Autrement dit la démocratie vantée par les procureurs, les juges et leurs soutiens politiques est dépassée par une démocratie rénovée qui postule au-delà de la Cité l’ajustement de l’Homo sapiens aux lois de son environnement – aucune n’excluant l’autre, bien sûr, mais la seconde valant au moins autant que la première. C’est en quoi le schéma s’est renversé pour transformer la position répressive de ces justiciers obsolètes en complicité délinquante à l’encontre du Vivant, et l’action de ces militants non-violents en sa défense vertueuse.

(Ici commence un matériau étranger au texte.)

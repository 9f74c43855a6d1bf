use crate::error::RelayError;
use crate::extractor::ArticleExtractor;
use crate::fetcher::NewsSource;
use crate::format::{render_post, PostStyle};
use crate::models::{ExtractedArticle, Story, StoryId, TranslatedPost};
use crate::publisher::Publisher;
use crate::seen::SeenStore;
use crate::translator::Translator;
use std::fmt;
use std::sync::Arc;
use std::time::Duration;
use tokio::time::{timeout_at, Instant};
use tracing::{debug, error, info, instrument, warn};

pub const DEFAULT_EXCERPT_CHARS: usize = 1_200;

#[derive(Debug, Clone, Copy, PartialEq, Eq)]
pub enum Stage {
    Idle,
    Fetching,
    Filtering,
    Extracting,
    Translating,
    Formatting,
    Publishing,
    Recording,
}

impl fmt::Display for Stage {
    fn fmt(&self, f: &mut fmt::Formatter<'_>) -> fmt::Result {
        let name = match self {
            Stage::Idle => "idle",
            Stage::Fetching => "fetching",
            Stage::Filtering => "filtering",
            Stage::Extracting => "extracting",
            Stage::Translating => "translating",
            Stage::Formatting => "formatting",
            Stage::Publishing => "publishing",
            Stage::Recording => "recording",
        };
        f.write_str(name)
    }
}

#[derive(Debug, Clone)]
pub struct RunSettings {
    pub fetch_count: usize,
    /// Upper bound on publish attempts per run.
    pub post_quota: usize,
    pub target_language: String,
    pub translate_body: bool,
    pub excerpt_chars: usize,
    /// Budget for extraction plus translation of one candidate.
    pub candidate_timeout: Duration,
    /// False in dry-run mode.
    pub record_seen: bool,
    pub style: PostStyle,
}

impl Default for RunSettings {
    fn default() -> Self {
        Self {
            fetch_count: 10,
            post_quota: 1,
            target_language: "Russian".to_string(),
            translate_body: true,
            excerpt_chars: DEFAULT_EXCERPT_CHARS,
            candidate_timeout: Duration::from_secs(120),
            record_seen: true,
            style: PostStyle::default(),
        }
    }
}

/// Outcome of one run, for logging and tests.
#[derive(Debug, Clone, Default)]
pub struct RunReport {
    pub fetched: usize,
    pub eligible: usize,
    pub publish_attempts: usize,
    pub published: Vec<StoryId>,
    pub publish_failed: Vec<StoryId>,
    pub skipped: Vec<(StoryId, String)>,
    pub translation_degraded: usize,
    pub source_unavailable: bool,
}

/// fetch → filter → extract → translate → format → publish → record.
pub struct Pipeline {
    source: Arc<dyn NewsSource>,
    extractor: Arc<dyn ArticleExtractor>,
    translator: Translator,
    publisher: Arc<dyn Publisher>,
    store: SeenStore,
    settings: RunSettings,
    stage: Stage,
}

impl Pipeline {
    pub fn new(
        source: Arc<dyn NewsSource>,
        extractor: Arc<dyn ArticleExtractor>,
        translator: Translator,
        publisher: Arc<dyn Publisher>,
        store: SeenStore,
        settings: RunSettings,
    ) -> Self {
        Self {
            source,
            extractor,
            translator,
            publisher,
            store,
            settings,
            stage: Stage::Idle,
        }
    }

    pub fn stage(&self) -> Stage {
        self.stage
    }

    pub fn store(&self) -> &SeenStore {
        &self.store
    }

    fn enter(&mut self, stage: Stage) {
        debug!(from = %self.stage, to = %stage, "Pipeline stage");
        self.stage = stage;
    }

    #[instrument(skip(self), fields(quota = self.settings.post_quota))]
    pub async fn run_once(&mut self) -> RunReport {
        let mut report = RunReport::default();
        info!("Starting news run");

        self.enter(Stage::Fetching);
        let candidates = match self.source.fetch_candidates(self.settings.fetch_count).await {
            Ok(candidates) => candidates,
            Err(e) => {
                warn!(error = %e, "News source unavailable, skipping run");
                report.source_unavailable = true;
                self.enter(Stage::Idle);
                return report;
            }
        };
        report.fetched = candidates.len();

        self.enter(Stage::Filtering);
        let eligible: Vec<Story> = candidates
            .into_iter()
            .filter(|story| {
                let seen = self.store.contains(&story.id);
                if seen {
                    debug!(story_id = %story.id, "Already published, skipping");
                }
                !seen
            })
            .collect();
        report.eligible = eligible.len();

        if eligible.is_empty() {
            info!(fetched = report.fetched, "No new stories, nothing to publish");
            self.enter(Stage::Idle);
            return report;
        }

        for story in eligible {
            if report.publish_attempts >= self.settings.post_quota {
                break;
            }

            let message = match self.prepare(&story, &mut report).await {
                Ok(message) => message,
                Err(e) => {
                    // Left unseen so it can be retried while still in the candidate window
                    warn!(story_id = %story.id, url = %story.url, error = %e, "Skipping candidate");
                    report.skipped.push((story.id.clone(), e.to_string()));
                    continue;
                }
            };

            self.enter(Stage::Publishing);
            report.publish_attempts += 1;
            if !self.publisher.publish(&message).await {
                let e = RelayError::PublishFailed(format!("story {}", story.id));
                warn!(story_id = %story.id, url = %story.url, error = %e, "Not marking story as seen");
                report.publish_failed.push(story.id);
                continue;
            }

            self.enter(Stage::Recording);
            if self.settings.record_seen {
                if let Err(e) = self.store.add(story.id.clone()) {
                    error!(story_id = %story.id, error = %e, "Published but failed to persist seen store");
                }
            }
            info!(story_id = %story.id, title = %story.title, "Story published");
            report.published.push(story.id);
        }

        self.enter(Stage::Idle);
        info!(
            fetched = report.fetched,
            eligible = report.eligible,
            published = report.published.len(),
            failed = report.publish_failed.len(),
            skipped = report.skipped.len(),
            "News run finished"
        );
        report
    }

    /// Extract, translate and render one candidate within its time budget.
    /// Extraction past the deadline skips the candidate; translation past it
    /// keeps the original text.
    #[instrument(skip_all, fields(story_id = %story.id, url = %story.url))]
    async fn prepare(&mut self, story: &Story, report: &mut RunReport) -> Result<String, RelayError> {
        let budget = self.settings.candidate_timeout;
        let deadline = Instant::now() + budget;

        self.enter(Stage::Extracting);
        let article: ExtractedArticle = timeout_at(deadline, self.extractor.extract(story))
            .await
            .map_err(|_| RelayError::Timeout {
                stage: "extracting",
                after: budget,
            })??;

        self.enter(Stage::Translating);
        let language = self.settings.target_language.clone();
        let title = self.translator.translate_before(&story.title, &language, deadline).await;
        if title.degraded {
            report.translation_degraded += 1;
        }

        let body = if self.settings.translate_body {
            let excerpt = article.excerpt(self.settings.excerpt_chars);
            let body = self.translator.translate_before(&excerpt, &language, deadline).await;
            if body.degraded {
                report.translation_degraded += 1;
            }
            Some(body.text)
        } else {
            None
        };

        self.enter(Stage::Formatting);
        let post = TranslatedPost {
            title: title.text,
            body,
            link: story.url.clone(),
            score: story.score,
        };
        Ok(render_post(&post, &self.settings.style))
    }
}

Telle est la pâte humaine contemporaine à remuer, lourde et tout attristée de grumeaux réfractaires. Mais à remuer comment? Au moins dire et méditer quelques phrases aux allures de programme. Par exemple, se tenir et travailler dans les marges en se rappelant que Jean-Luc Godard leur trouvait la qualité de faire tenir les textes. Ou chanter aux enfants les paradis de prairies et d’oiseaux que notre mémoire a conservés pour les induire à les restaurer.

Ou soutenir les scientifiques en alerte émotionnelle, qui donnent à mesurer le ridicule des instances académiques assurant très politiquement que le savoir est neutre. Ou se munir d’énergie poétique pour écarter le rideau des intelligences étroites et progresser vers la chair du monde.

Et marcher dans le paysage à la cadence des Terriens, enfin, pour s’imprégner de cette «écologie profonde» esquissée par le Norvégien Arne Næss il y a cinquante ans précisément, qui plaida la valeur intrinsèque des êtres et de la nature indépendamment de leur utilité pour notre espèce.